Record set
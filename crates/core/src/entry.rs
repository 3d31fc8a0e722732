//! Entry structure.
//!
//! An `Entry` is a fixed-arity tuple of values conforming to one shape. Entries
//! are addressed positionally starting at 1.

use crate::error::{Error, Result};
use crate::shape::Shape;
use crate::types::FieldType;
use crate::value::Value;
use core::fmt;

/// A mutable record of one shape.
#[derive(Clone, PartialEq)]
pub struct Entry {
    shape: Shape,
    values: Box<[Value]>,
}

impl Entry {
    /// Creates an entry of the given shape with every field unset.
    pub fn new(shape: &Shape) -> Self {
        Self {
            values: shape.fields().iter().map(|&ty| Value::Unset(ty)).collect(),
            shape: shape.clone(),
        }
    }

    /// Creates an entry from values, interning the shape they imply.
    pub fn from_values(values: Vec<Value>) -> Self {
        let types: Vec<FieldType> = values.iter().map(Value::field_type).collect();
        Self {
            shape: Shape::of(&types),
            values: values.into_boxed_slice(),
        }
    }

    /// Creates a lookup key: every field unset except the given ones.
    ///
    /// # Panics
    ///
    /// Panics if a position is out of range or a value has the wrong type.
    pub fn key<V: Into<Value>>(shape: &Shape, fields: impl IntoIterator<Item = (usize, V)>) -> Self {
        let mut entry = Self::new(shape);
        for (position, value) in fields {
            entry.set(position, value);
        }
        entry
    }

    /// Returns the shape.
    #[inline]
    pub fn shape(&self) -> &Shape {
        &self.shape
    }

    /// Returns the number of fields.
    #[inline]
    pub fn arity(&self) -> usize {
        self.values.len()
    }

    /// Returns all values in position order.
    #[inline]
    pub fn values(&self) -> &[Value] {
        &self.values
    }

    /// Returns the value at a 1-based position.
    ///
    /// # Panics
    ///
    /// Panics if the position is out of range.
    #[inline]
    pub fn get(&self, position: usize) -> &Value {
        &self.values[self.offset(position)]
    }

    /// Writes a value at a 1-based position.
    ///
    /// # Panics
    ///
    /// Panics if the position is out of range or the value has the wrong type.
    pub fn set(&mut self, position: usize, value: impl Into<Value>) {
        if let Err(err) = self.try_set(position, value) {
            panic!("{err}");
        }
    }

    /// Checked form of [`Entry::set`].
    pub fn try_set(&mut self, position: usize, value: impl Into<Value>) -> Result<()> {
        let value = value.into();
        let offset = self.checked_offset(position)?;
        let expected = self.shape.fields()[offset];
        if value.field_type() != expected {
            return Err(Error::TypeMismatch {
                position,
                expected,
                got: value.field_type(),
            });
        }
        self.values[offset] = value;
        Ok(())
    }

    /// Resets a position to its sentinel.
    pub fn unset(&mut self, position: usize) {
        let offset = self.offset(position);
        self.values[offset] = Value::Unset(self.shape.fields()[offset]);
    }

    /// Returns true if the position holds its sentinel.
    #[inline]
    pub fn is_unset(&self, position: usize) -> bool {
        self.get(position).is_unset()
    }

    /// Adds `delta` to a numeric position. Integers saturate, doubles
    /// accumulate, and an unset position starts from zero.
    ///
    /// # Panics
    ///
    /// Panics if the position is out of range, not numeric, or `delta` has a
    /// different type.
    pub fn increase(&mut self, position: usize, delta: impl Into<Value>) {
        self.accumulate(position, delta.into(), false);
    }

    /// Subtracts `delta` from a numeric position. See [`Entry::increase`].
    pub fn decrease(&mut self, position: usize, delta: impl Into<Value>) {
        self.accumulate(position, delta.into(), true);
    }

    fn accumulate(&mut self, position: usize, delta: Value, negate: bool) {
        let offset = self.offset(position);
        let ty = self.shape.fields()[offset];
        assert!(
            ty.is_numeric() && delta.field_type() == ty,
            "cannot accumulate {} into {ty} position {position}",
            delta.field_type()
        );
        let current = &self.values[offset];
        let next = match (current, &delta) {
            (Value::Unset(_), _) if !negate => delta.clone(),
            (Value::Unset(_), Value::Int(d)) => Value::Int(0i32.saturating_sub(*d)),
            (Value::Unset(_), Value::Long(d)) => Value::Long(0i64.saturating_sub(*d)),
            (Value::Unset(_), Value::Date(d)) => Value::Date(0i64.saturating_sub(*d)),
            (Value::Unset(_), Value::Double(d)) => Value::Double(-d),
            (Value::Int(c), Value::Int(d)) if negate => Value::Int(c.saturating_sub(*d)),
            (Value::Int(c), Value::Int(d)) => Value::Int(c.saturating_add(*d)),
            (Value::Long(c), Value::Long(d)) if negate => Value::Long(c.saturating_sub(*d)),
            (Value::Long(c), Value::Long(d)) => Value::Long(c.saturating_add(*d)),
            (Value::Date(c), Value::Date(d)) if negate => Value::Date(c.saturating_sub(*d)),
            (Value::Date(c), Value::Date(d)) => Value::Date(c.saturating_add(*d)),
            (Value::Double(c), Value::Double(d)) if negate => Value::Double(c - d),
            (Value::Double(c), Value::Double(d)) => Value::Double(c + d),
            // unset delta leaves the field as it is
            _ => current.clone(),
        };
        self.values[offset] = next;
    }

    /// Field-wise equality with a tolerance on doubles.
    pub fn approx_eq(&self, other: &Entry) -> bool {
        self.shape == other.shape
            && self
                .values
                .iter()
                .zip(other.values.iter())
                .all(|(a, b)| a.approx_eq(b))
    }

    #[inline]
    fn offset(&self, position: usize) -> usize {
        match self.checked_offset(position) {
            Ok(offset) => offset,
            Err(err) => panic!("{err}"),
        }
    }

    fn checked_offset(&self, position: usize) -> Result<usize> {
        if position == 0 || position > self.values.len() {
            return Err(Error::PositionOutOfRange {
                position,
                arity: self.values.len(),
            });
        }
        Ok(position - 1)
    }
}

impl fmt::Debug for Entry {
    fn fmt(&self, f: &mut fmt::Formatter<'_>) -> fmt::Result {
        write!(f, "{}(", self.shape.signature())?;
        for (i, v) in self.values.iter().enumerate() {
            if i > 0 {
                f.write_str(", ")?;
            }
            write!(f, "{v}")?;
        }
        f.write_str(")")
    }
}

* * *

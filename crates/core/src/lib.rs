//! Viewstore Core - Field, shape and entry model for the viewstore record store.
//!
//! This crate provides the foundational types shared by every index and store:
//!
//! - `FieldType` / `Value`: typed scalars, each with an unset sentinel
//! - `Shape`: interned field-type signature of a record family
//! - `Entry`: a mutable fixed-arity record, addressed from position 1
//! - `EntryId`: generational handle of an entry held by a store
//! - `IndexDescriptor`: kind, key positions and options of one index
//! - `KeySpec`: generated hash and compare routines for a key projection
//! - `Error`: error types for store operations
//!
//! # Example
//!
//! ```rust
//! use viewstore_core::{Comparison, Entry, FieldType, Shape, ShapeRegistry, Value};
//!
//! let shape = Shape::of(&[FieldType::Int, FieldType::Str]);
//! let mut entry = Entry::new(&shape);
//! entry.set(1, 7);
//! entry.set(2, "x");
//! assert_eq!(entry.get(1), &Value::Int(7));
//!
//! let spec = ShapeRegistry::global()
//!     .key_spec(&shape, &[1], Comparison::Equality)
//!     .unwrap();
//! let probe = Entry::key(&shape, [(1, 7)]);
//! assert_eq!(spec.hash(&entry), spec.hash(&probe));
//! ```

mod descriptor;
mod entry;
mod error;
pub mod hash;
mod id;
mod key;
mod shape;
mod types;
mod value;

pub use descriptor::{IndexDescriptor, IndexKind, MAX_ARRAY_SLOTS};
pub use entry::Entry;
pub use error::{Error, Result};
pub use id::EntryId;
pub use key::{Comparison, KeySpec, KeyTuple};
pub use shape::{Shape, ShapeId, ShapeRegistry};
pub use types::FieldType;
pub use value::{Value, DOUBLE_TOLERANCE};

Problem details
Using only the listing above, restate exactly the lines from the line containing "filename crates/core/src/entry.rs" through the line containing "of one shape.", both included.

Task output
filename crates/core/src/entry.rs
repository 3d31fc8a0e722732
//! Entry structure.
//!
//! An `Entry` is a fixed-arity tuple of values conforming to one shape. Entries
//! are addressed positionally starting at 1.

use crate::error::{Error, Result};
use crate::shape::Shape;
use crate::types::FieldType;
use crate::value::Value;
use core::fmt;

/// A mutable record of one shape.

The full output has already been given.